Many customers complain of being cheated and say that most agencies try to scam them.

“I had one [woman] I was writing to for three months, and the whole time things were just not making sense,” Robert says. “I asked them to send me some photos and they did. I knew the photos they sent me weren’t from the area. [T]hey said they were, and I questioned this. [I discovered] it was an 18-year-old guy from Ghana writing me those letters, and he was doing it because he was getting paid by the site.”

I meet James, a young man in Kiev who has worked for one agency for 18 months, posing as a potential bride and writing emails to male customers. But James tells me he has also written letters on behalf of women who are genuinely signed up with the agency, as well as those who only exist in the imagination of the customer. “They see a photo that sometimes has been bought from a woman hoping to make a few dollars, and from then on, correspond with the likes of me,” James says. “The agency makes as much money off [the customer] as they can. Every time an email is sent or received, it costs him money.”

The women’s email addresses cost between $10 and $15, and translation usually costs another $10 to $15 per email. A face-to-face meeting will cost the customer around $100, and the translator to accompany them, another $100. A man can end up paying as much as $50,000 in his quest for a bride. The women signed up at the agency earn no money from it. There is a lot of money in the marriage trade, but almost all of it goes to the brokers.

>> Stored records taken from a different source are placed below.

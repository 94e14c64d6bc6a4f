//! Core runtime configuration.
//!
//! This module defines configuration that should be resolved once at process startup and then
//! passed into the generator, serializer and uploader. Nothing in the core reads environment
//! variables; binaries resolve them and hand the result in. This keeps credentials out of
//! process-wide state and lets tests build configurations pointing at fake endpoints.

use crate::constants::{
    DEFAULT_HTTP_TIMEOUT_SECS, DEFAULT_UPLOAD_WORKERS, DEVICES_FILENAME, OBSERVATIONS_FILENAME,
};
use crate::{CoreError, CoreResult};
use base64::engine::general_purpose::STANDARD;
use base64::Engine;
use std::fmt;
use std::path::{Path, PathBuf};
use std::time::Duration;

/// Core configuration resolved at startup.
#[derive(Clone, Debug)]
pub struct CoreConfig {
    mappings_path: PathBuf,
    output_dir: PathBuf,
    upload_workers: usize,
}

impl CoreConfig {
    /// Create a new `CoreConfig`.
    ///
    /// # Errors
    ///
    /// Returns [`CoreError::InvalidConfig`] if `upload_workers` is zero.
    pub fn new(
        mappings_path: PathBuf,
        output_dir: PathBuf,
        upload_workers: usize,
    ) -> CoreResult<Self> {
        if upload_workers == 0 {
            return Err(CoreError::InvalidConfig(
                "upload_workers must be at least 1".into(),
            ));
        }

        Ok(Self {
            mappings_path,
            output_dir,
            upload_workers,
        })
    }

    pub fn mappings_path(&self) -> &Path {
        &self.mappings_path
    }

    pub fn output_dir(&self) -> &Path {
        &self.output_dir
    }

    pub fn devices_path(&self) -> PathBuf {
        self.output_dir.join(DEVICES_FILENAME)
    }

    pub fn observations_path(&self) -> PathBuf {
        self.output_dir.join(OBSERVATIONS_FILENAME)
    }

    pub fn upload_workers(&self) -> usize {
        self.upload_workers
    }
}

/// Username/password pair for HTTP Basic authentication.
///
/// `Debug` never prints the password.
#[derive(Clone)]
pub struct BasicAuth {
    username: String,
    password: String,
}

impl BasicAuth {
    /// # Errors
    ///
    /// Returns [`CoreError::InvalidConfig`] if the username is blank or contains `:`,
    /// which cannot be represented in a Basic credential.
    pub fn new(username: impl Into<String>, password: impl Into<String>) -> CoreResult<Self> {
        let username = username.into();
        if username.trim().is_empty() {
            return Err(CoreError::InvalidConfig("FHIR username cannot be empty".into()));
        }
        if username.contains(':') {
            return Err(CoreError::InvalidConfig(
                "FHIR username cannot contain ':'".into(),
            ));
        }

        Ok(Self {
            username,
            password: password.into(),
        })
    }

    /// `Authorization` header value: `Basic base64(username:password)`.
    pub fn header_value(&self) -> String {
        let encoded = STANDARD.encode(format!("{}:{}", self.username, self.password));
        format!("Basic {encoded}")
    }
}

impl fmt::Debug for BasicAuth {
    fn fmt(&self, f: &mut fmt::Formatter<'_>) -> fmt::Result {
        f.debug_struct("BasicAuth")
            .field("username", &self.username)
            .field("password", &"<redacted>")
            .finish()
    }
}

/// Connection parameters for the target FHIR server.
#[derive(Clone, Debug)]
pub struct FhirServerConfig {
    base_url: String,
    credentials: BasicAuth,
    timeout: Duration,
}

impl FhirServerConfig {
    /// Create a server configuration.
    ///
    /// Trailing slashes are trimmed from `base_url` so resource URLs are always
    /// `{base_url}/{resourceType}`.
    ///
    /// # Errors
    ///
    /// Returns [`CoreError::InvalidConfig`] if the base URL is empty or not http(s).
    pub fn new(base_url: &str, credentials: BasicAuth, timeout: Duration) -> CoreResult<Self> {
        let base_url = base_url.trim().trim_end_matches('/');
        if base_url.is_empty() {
            return Err(CoreError::InvalidConfig("FHIR base URL cannot be empty".into()));
        }
        if !(base_url.starts_with("http://") || base_url.starts_with("https://")) {
            return Err(CoreError::InvalidConfig(format!(
                "FHIR base URL must start with http:// or https://, got '{base_url}'"
            )));
        }

        Ok(Self {
            base_url: base_url.to_string(),
            credentials,
            timeout,
        })
    }

    pub fn base_url(&self) -> &str {
        &self.base_url
    }

    pub fn credentials(&self) -> &BasicAuth {
        &self.credentials
    }

    pub fn timeout(&self) -> Duration {
        self.timeout
    }

    /// Endpoint for type-level interactions (create, search).
    pub fn resource_url(&self, resource_type: &str) -> String {
        format!("{}/{}", self.base_url, resource_type)
    }
}

fn non_blank(value: Option<String>) -> Option<String> {
    value
        .map(|v| v.trim().to_string())
        .filter(|v| !v.is_empty())
}

/// Parse the device upload pool size from an optional string value.
///
/// If `value` is `None` or empty/whitespace, returns [`DEFAULT_UPLOAD_WORKERS`].
pub fn upload_workers_from_env_value(value: Option<String>) -> CoreResult<usize> {
    match non_blank(value) {
        None => Ok(DEFAULT_UPLOAD_WORKERS),
        Some(v) => match v.parse::<usize>() {
            Ok(0) | Err(_) => Err(CoreError::InvalidConfig(format!(
                "upload worker count must be a positive integer, got '{v}'"
            ))),
            Ok(n) => Ok(n),
        },
    }
}

/// Parse the HTTP timeout (whole seconds) from an optional string value.
///
/// If `value` is `None` or empty/whitespace, returns [`DEFAULT_HTTP_TIMEOUT_SECS`].
pub fn http_timeout_from_env_value(value: Option<String>) -> CoreResult<Duration> {
    match non_blank(value) {
        None => Ok(Duration::from_secs(DEFAULT_HTTP_TIMEOUT_SECS)),
        Some(v) => match v.parse::<u64>() {
            Ok(0) | Err(_) => Err(CoreError::InvalidConfig(format!(
                "HTTP timeout must be a positive number of seconds, got '{v}'"
            ))),
            Ok(secs) => Ok(Duration::from_secs(secs)),
        },
    }
}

I spoke to Marta Gosovska, a former student in Ukraine who was paid by a marriage agency to translate letters between men and potential brides.

“The women were very young, very beautiful, badly educated,” Gosovska says. “Most none of them spoke English, and used only nouns and simple verbs. The men were almost all over 40, in bad physical condition, overweight—I was 22 and horrified that someone would want to have a relationship with such a person.”

Gosovska tells me about a 70-year-old Canadian man who “auditioned” 11 women at the same time in his hotel room in order to choose a bride. “He was a desperate person wishing to find himself … not a partner, but a housewife to look after his house and iron his trousers, and have sex whenever he wanted.”